Diz assim o fragmento que eu copio - e que é simplesmente o prólogo das Memórias:
- Sou duma antiga família de carvalhos, raça austera e forte - que já na Antiguidade deixava cair, dos seus ramos, pensamentos para Platão. Era uma família hospitaleira e histórica: dela tinham saído navios para a derrota tenebrosa das índias, contos de lanças para os alucinados das Cruzadas, e vigas para os tetos simples e perfumados que abrigaram Savonarola, Espinosa e Lutero. Meu pai, esquecido das altas tradições sonoras e da sua heráldica vegetal, teve uma vida inerte, material e profana. Não respeitava as nobres morais antigas, nem a ideal tradição religiosa, nem os deveres da história. Era uma árvore materialista. Tinha sido pervertida pelos enciclopedistas da vegetação. Não tinha fé, nem alma, nem Deus! Tinha a religião do Sol, da seiva e da água. Era o grande libertino da floresta pensativa. No Verão, enquanto sentia a fermentação violenta das seivas, cantava movendo-se ao sol, acolhia os grandes concertos de pássaros boêmios, cuspia a chuva sobre o povo curvado e humilde das ervas e das plantas e, de noite, enlaçado pelas heras lascivas, ressonava sob o silêncio sideral. Quando vinha o Inverno, com a passividade animal dum mendigo, erguia, para a impassível ironia do azul, os seus braços magros e suplicantes!

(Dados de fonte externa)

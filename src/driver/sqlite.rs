//! SQLite driver adapter.
//!
//! Implements the `DriverConnection` capability interface for SQLite
//! databases using sqlx.

use crate::driver::types::{Row, Value};
use crate::driver::{ConnectSpec, DriverConnection};
use crate::error::{Result, UnidbError};
use async_trait::async_trait;
use sqlx::sqlite::{SqliteArguments, SqliteConnectOptions, SqlitePool, SqlitePoolOptions, SqliteRow};
use sqlx::{Column as SqlxColumn, Row as SqlxRow, TypeInfo};
use std::str::FromStr;

/// SQLite adapter. Holds a single-connection pool so the file (or the
/// in-memory database) is owned by exactly one live connection.
#[derive(Debug)]
pub struct SqliteDriver {
    pool: SqlitePool,
}

impl SqliteDriver {
    /// Opens the database file named by the connection string.
    pub async fn connect(spec: &ConnectSpec) -> Result<Self> {
        let url = match spec {
            ConnectSpec::Url(url) => url.as_str(),
            ConnectSpec::Parts { .. } => {
                return Err(UnidbError::connection(
                    "sqlite connects with a connection string, not positional arguments",
                ))
            }
        };

        let options = SqliteConnectOptions::from_str(url)
            .map_err(|e| UnidbError::connection(format!("invalid sqlite path {url}: {e}")))?
            .create_if_missing(true);

        let pool = SqlitePoolOptions::new()
            .max_connections(1)
            .connect_with(options)
            .await
            .map_err(|e| UnidbError::connection(format!("cannot open {url}: {e}")))?;

        Ok(Self { pool })
    }
}

#[async_trait]
impl DriverConnection for SqliteDriver {
    async fn execute(&self, sql: &str, args: &[Value]) -> Result<i64> {
        let query = bind_args(sqlx::query(sql), args);
        let outcome = query
            .execute(&self.pool)
            .await
            .map_err(|e| UnidbError::driver(e.to_string()))?;
        Ok(outcome.rows_affected() as i64)
    }

    async fn fetch_all(&self, sql: &str, args: &[Value]) -> Result<(Vec<String>, Vec<Row>)> {
        let query = bind_args(sqlx::query(sql), args);
        let rows = query
            .fetch_all(&self.pool)
            .await
            .map_err(|e| UnidbError::driver(e.to_string()))?;

        let columns: Vec<String> = rows
            .first()
            .map(|row| row.columns().iter().map(|c| c.name().to_string()).collect())
            .unwrap_or_default();
        let rows = rows.iter().map(convert_row).collect();
        Ok((columns, rows))
    }

    async fn commit(&self) -> Result<()> {
        // sqlx runs SQLite in autocommit mode; each statement is durable
        // as soon as execute returns.
        Ok(())
    }

    async fn close(&self) -> Result<()> {
        self.pool.close().await;
        Ok(())
    }
}

fn bind_args<'q>(
    mut query: sqlx::query::Query<'q, sqlx::Sqlite, SqliteArguments<'q>>,
    args: &[Value],
) -> sqlx::query::Query<'q, sqlx::Sqlite, SqliteArguments<'q>> {
    for arg in args {
        query = match arg {
            Value::Null => query.bind(None::<String>),
            Value::Bool(b) => query.bind(*b),
            Value::Int(i) => query.bind(*i),
            Value::Float(f) => query.bind(*f),
            Value::String(s) => query.bind(s.clone()),
            Value::Bytes(b) => query.bind(b.clone()),
        };
    }
    query
}

/// Converts a sqlx SqliteRow to our Row type.
fn convert_row(row: &SqliteRow) -> Row {
    row.columns()
        .iter()
        .enumerate()
        .map(|(i, col)| convert_value(row, i, col.type_info().name()))
        .collect()
}

/// Converts a single column value from a SqliteRow to our Value type.
fn convert_value(row: &SqliteRow, index: usize, type_name: &str) -> Value {
    match type_name.to_uppercase().as_str() {
        "BOOLEAN" | "BOOL" => row
            .try_get::<Option<bool>, _>(index)
            .ok()
            .flatten()
            .map(Value::Bool)
            .unwrap_or(Value::Null),

        "INTEGER" | "INT" | "BIGINT" => row
            .try_get::<Option<i64>, _>(index)
            .ok()
            .flatten()
            .map(Value::Int)
            .unwrap_or(Value::Null),

        "REAL" | "FLOAT" | "DOUBLE" | "NUMERIC" => row
            .try_get::<Option<f64>, _>(index)
            .ok()
            .flatten()
            .map(Value::Float)
            .unwrap_or(Value::Null),

        "BLOB" => row
            .try_get::<Option<Vec<u8>>, _>(index)
            .ok()
            .flatten()
            .map(Value::Bytes)
            .unwrap_or(Value::Null),

        // TEXT and anything SQLite could not classify.
        _ => row
            .try_get::<Option<String>, _>(index)
            .ok()
            .flatten()
            .map(Value::String)
            .unwrap_or(Value::Null),
    }
}

#[cfg(test)]
mod tests {
    use super::*;

    async fn memory_driver() -> SqliteDriver {
        SqliteDriver::connect(&ConnectSpec::Url("sqlite::memory:".to_string()))
            .await
            .unwrap()
    }

    #[tokio::test]
    async fn test_execute_and_fetch() {
        let driver = memory_driver().await;
        driver
            .execute("CREATE TABLE t (id INTEGER, name TEXT)", &[])
            .await
            .unwrap();
        let affected = driver
            .execute(
                "INSERT INTO t VALUES (?, ?)",
                &[Value::Int(1), Value::from("Drama")],
            )
            .await
            .unwrap();
        assert_eq!(affected, 1);

        let (columns, rows) = driver.fetch_all("SELECT * FROM t", &[]).await.unwrap();
        assert_eq!(columns, vec!["id", "name"]);
        assert_eq!(rows, vec![vec![Value::Int(1), Value::from("Drama")]]);
        driver.close().await.unwrap();
    }

    #[tokio::test]
    async fn test_fetch_empty_result_has_no_metadata() {
        let driver = memory_driver().await;
        driver.execute("CREATE TABLE t (id INTEGER)", &[]).await.unwrap();
        let (columns, rows) = driver.fetch_all("SELECT * FROM t", &[]).await.unwrap();
        assert!(columns.is_empty());
        assert!(rows.is_empty());
    }

    #[tokio::test]
    async fn test_null_round_trip() {
        let driver = memory_driver().await;
        driver.execute("CREATE TABLE t (x TEXT)", &[]).await.unwrap();
        driver
            .execute("INSERT INTO t VALUES (?)", &[Value::Null])
            .await
            .unwrap();
        let (_, rows) = driver.fetch_all("SELECT x FROM t", &[]).await.unwrap();
        assert_eq!(rows, vec![vec![Value::Null]]);
    }

    #[tokio::test]
    async fn test_execute_error_is_driver_failure() {
        let driver = memory_driver().await;
        let err = driver.execute("INSERT INTO missing VALUES (1)", &[]).await;
        assert!(matches!(err, Err(UnidbError::DriverExecution(_))));
    }
}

- Por isso nós os seus filhos, não fomos felizes na vida vegetal. Um dos meus irmãos foi levado para ser tablado de palhaços: ramo contemplativo e romântico ia, todas as noites, ser pisado pela chufa, pelo escárnio, pela farsa e pela fome! O outro ramo, cheio de vida, de sol, de poeira, áspero solitário da vida, lutador dos ventos e das neves, forte e trabalhador, foi arrancado dentre nós, para ir ser tábua de esquife! - Eu, o mais lastimável, vim a ser forca!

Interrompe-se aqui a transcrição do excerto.